Dataset records
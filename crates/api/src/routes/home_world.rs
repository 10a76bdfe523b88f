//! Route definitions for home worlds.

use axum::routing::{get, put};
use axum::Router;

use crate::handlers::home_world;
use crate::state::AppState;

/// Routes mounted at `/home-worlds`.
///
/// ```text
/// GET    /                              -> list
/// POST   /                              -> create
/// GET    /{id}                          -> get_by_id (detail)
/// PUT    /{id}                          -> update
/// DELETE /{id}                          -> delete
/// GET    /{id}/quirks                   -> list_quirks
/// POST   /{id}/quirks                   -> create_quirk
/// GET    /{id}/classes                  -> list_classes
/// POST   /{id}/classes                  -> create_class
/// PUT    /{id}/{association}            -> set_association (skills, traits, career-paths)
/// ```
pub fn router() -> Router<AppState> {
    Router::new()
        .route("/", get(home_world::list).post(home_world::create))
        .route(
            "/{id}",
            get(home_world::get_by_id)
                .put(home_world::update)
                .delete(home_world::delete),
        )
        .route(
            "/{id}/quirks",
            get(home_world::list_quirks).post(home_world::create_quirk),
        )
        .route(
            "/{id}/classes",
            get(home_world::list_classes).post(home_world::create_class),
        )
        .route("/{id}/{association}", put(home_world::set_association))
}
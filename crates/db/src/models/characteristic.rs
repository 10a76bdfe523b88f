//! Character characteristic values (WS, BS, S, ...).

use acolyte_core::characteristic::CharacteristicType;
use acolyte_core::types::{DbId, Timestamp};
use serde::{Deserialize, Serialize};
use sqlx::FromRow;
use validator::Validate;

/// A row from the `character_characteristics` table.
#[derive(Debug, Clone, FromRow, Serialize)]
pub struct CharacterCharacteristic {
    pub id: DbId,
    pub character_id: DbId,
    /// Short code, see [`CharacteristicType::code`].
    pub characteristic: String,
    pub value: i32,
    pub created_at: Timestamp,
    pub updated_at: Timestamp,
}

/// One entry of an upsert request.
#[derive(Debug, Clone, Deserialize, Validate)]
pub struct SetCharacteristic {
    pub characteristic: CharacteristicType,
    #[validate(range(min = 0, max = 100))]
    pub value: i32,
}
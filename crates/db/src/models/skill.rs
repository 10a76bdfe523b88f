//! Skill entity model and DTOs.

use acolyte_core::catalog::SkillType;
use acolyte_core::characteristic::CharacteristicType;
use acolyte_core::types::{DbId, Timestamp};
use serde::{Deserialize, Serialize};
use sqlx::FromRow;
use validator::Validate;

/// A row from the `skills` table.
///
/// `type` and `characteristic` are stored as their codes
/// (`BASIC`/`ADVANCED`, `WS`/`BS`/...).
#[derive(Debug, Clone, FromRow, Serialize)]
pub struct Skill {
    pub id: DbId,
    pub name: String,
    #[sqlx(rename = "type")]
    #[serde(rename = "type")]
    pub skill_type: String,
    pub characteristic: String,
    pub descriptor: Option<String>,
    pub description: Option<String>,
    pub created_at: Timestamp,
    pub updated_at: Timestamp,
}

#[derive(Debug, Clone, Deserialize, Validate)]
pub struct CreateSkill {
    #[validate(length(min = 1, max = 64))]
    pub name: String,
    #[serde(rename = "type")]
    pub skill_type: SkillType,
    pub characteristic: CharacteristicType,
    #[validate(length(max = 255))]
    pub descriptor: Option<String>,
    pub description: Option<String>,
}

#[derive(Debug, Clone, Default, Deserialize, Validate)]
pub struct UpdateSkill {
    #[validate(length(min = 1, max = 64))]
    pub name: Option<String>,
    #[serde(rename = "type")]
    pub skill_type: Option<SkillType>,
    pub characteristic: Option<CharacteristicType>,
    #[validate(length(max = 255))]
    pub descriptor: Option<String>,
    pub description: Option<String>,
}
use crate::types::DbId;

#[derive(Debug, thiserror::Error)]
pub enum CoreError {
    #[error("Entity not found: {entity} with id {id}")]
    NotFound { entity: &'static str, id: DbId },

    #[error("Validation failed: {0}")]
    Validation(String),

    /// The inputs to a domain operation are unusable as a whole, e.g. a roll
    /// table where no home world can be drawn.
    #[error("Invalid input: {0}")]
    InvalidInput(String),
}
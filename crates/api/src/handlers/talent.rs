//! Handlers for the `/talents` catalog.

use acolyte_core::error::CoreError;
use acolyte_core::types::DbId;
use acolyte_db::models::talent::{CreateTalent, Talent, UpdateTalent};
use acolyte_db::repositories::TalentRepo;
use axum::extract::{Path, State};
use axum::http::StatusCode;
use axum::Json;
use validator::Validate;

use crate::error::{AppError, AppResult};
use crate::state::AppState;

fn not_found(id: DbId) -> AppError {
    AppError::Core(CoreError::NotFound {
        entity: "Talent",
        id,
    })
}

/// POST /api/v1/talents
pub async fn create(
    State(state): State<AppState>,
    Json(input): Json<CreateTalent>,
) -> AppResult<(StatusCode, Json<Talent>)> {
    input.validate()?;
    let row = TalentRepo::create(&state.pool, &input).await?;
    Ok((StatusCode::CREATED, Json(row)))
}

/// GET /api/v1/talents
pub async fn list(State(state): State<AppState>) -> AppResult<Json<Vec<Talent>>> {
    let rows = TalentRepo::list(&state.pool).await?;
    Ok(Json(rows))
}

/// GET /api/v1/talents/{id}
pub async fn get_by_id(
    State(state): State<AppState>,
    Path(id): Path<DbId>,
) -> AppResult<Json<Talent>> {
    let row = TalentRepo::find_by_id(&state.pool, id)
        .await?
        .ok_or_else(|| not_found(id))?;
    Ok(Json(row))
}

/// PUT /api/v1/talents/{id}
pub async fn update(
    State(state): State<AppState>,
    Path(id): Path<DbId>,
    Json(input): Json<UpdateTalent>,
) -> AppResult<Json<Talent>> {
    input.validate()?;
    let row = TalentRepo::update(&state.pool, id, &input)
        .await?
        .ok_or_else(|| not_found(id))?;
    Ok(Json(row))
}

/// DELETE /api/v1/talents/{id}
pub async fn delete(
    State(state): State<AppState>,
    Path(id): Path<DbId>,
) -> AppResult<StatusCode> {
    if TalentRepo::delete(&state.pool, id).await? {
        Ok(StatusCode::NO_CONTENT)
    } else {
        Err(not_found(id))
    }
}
--
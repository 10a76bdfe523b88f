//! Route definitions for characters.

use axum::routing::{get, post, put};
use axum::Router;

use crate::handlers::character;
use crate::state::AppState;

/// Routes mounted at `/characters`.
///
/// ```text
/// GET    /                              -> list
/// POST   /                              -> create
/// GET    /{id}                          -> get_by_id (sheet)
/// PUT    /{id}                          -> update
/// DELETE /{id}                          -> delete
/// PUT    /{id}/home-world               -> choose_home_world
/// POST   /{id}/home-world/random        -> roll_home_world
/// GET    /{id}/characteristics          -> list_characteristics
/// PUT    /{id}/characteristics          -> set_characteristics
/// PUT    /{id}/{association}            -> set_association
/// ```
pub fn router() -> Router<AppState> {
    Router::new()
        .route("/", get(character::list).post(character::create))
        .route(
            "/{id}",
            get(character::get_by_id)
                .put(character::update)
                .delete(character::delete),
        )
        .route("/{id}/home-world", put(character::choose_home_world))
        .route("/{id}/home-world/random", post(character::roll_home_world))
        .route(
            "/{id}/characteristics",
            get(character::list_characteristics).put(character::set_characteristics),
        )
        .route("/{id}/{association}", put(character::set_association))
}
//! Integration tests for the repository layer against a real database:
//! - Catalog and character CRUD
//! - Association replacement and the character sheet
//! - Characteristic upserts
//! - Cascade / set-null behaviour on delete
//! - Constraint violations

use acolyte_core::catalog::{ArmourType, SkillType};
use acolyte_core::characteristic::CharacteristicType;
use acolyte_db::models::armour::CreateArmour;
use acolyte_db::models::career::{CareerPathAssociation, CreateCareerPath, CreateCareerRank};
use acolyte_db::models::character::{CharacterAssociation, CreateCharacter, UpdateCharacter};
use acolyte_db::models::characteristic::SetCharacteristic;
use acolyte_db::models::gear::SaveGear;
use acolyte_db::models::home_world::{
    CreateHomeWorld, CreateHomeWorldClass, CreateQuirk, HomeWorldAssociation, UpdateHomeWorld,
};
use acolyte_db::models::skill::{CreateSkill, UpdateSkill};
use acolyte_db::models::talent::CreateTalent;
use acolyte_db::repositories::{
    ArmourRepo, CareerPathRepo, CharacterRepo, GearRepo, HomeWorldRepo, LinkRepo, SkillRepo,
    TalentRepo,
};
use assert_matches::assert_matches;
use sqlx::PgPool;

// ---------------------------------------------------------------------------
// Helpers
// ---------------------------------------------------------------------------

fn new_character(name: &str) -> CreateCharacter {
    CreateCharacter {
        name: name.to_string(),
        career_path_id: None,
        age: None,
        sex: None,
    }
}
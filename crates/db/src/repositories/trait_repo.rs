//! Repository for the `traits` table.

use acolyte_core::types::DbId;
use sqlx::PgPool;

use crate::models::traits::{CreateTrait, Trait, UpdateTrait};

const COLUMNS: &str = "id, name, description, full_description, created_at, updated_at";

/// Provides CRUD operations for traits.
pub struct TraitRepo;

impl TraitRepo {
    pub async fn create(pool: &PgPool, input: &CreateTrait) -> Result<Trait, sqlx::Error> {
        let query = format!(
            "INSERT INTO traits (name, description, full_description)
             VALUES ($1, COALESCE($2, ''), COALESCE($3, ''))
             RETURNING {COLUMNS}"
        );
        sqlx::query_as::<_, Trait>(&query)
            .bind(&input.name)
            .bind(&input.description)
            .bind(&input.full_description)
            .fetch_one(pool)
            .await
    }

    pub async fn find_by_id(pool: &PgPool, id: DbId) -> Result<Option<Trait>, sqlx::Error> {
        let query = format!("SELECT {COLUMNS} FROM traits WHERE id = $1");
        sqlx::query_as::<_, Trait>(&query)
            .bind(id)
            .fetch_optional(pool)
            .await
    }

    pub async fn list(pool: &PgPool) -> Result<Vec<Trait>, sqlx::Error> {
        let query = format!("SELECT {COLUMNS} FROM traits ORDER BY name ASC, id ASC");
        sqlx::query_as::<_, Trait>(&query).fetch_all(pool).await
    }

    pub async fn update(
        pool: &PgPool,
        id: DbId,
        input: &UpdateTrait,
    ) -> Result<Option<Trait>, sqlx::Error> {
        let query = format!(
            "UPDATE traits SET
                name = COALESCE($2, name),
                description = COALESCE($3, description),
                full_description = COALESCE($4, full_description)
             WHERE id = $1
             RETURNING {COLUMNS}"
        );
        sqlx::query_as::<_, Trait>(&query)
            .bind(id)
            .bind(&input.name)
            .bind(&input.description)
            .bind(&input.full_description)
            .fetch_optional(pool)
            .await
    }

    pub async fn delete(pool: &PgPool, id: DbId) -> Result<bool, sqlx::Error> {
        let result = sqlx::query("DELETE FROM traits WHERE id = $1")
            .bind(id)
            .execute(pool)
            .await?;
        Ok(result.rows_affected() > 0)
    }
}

▶ **WHAT IS REQUIRED**
The lines above that hold the string "Json" are to be located and copied.

▶ **SOLVED EXERCISE**
use axum::Json;
    Json(input): Json<CreateTalent>,
) -> AppResult<(StatusCode, Json<Talent>)> {
    Ok((StatusCode::CREATED, Json(row)))
pub async fn list(State(state): State<AppState>) -> AppResult<Json<Vec<Talent>>> {
    Ok(Json(rows))
) -> AppResult<Json<Talent>> {
    Ok(Json(row))
    Json(input): Json<UpdateTalent>,
) -> AppResult<Json<Talent>> {
    Ok(Json(row))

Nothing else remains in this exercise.